IN CONVERSATION WITH POOJA SUBRAMANIAN
Proudly LGBTQI+ owned and operated by creative duo and Deadly Ponies’ Founders, Steve Boyd and Liam Bowden; Pride is a cause we embrace wholeheartedly, encouraging conversation and community. In 2021, we took our passion further, by partnering with RainbowYOUTH NZ, to help foster a safe space and empower youth to be truly themselves. In celebration of Pooja Subramanian’s appointment as the new Executive Director, we delve into the importance of Pride, bringing awareness to their work and fostering safe spaces.
As the new Executive Director, tell us a little more about your role at RainbowYOUTH.
PS: I’ve been practising my elevator pitch! I’m responsible for the operational, financial, strategic, stakeholder and staff management in the organisation. Basically, I’m the person that holds and develops relationships with key stakeholders, including the Executive Board, staff, funding bodies, community leaders, and RainbowYOUTH members.
What do you love most about working with our LGBTQI+ community and the work you do?
PS: Where do I start! Apart from the fact that this is a community I belong to and feel accountable to, every day I’m reminded of the fact that our communities are strong, resourceful, powerful, and so much more. Rainbow communities have a rich history in Aotearoa, and I feel grateful to be in a leadership role during this period of growth and change.

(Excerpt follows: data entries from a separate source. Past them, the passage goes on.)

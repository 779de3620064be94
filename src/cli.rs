//! Command-line arguments.

use crate::error::FlappyError;
use std::path::PathBuf;

pub const USAGE: &str = "\
Flappy - Terminal Arcade Flyer

Usage: flappy [options]

Options:
  --config <path>  Load game settings from a TOML file
  --seed <n>       Seed the pipe generator for a reproducible run
  --log <path>     Write logs to a file (filter via FLAPPY_LOG, default info)
  --dump-config    Print the effective config as TOML and exit
  --version        Show version information
  --help           Show this help message

Controls:
  Space/Up/Enter/k  Flap (starts a run)
  r                 Restart after a crash
  q/Esc             Quit";

/// What the binary should do.
#[derive(Debug, Clone, PartialEq, Eq)]
pub enum Command {
    Play(Options),
    DumpConfig(Options),
    Version,
    Help,
}

#[derive(Debug, Clone, Default, PartialEq, Eq)]
pub struct Options {
    pub config: Option<PathBuf>,
    pub seed: Option<u64>,
    pub log_file: Option<PathBuf>,
}

/// Parse arguments (without the program name).
pub fn parse_args<I>(args: I) -> Result<Command, FlappyError>
where
    I: IntoIterator<Item = String>,
{
    let mut options = Options::default();
    let mut dump = false;
    let mut args = args.into_iter();

    while let Some(arg) = args.next() {
        match arg.as_str() {
            "--version" | "-v" => return Ok(Command::Version),
            "--help" | "-h" => return Ok(Command::Help),
            "--dump-config" => dump = true,
            "--config" => options.config = Some(PathBuf::from(value_for(&arg, args.next())?)),
            "--log" => options.log_file = Some(PathBuf::from(value_for(&arg, args.next())?)),
            "--seed" => {
                let raw = value_for(&arg, args.next())?;
                let seed = raw
                    .parse::<u64>()
                    .map_err(|_| FlappyError::Usage(format!("Invalid seed: {}", raw)))?;
                options.seed = Some(seed);
            }
            other => {
                return Err(FlappyError::Usage(format!(
                    "Unknown option: {}\nRun 'flappy --help' for usage.",
                    other
                )))
            }
        }
    }

    Ok(if dump {
        Command::DumpConfig(options)
    } else {
        Command::Play(options)
    })
}

fn value_for(flag: &str, value: Option<String>) -> Result<String, FlappyError> {
    value.ok_or_else(|| FlappyError::Usage(format!("Missing value for {}", flag)))
}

What does Pride mean to you?
PS: Pride to me looks like knowing who you are, and being who you are (not to be cheesy and quote the RY motto, but it’s true). I’d like to see more people from our communities being able to be themselves authentically and unapologetically.
How can we ensure we are facilitating open and supportive conversation with the community, and those who are struggling with their identity?
PS: For me, the first thing to remember is that rainbow communities aren’t a homogenous community, we are just as diverse as the general population. My advice is always to do your research, be clear about your kaupapa and who your audience is, and be ready to meet people where they are.
What advice would you give your younger self?
PS: Honestly, I’d say, you do you, boo. Don’t listen to anybody’s idea of which box you fit into - you can make your own box!
What are you reading, listening to, and watching at the moment?
PS: Confession time - I’m a huge fan of terrible and trashy TV, anything that lets me tune out of all the very real stuff happening around the world. At the moment I’ve been watching the Real Housewives of Atlanta.. And reading Hirini Moko Mead’s book on Tīkanga Māori.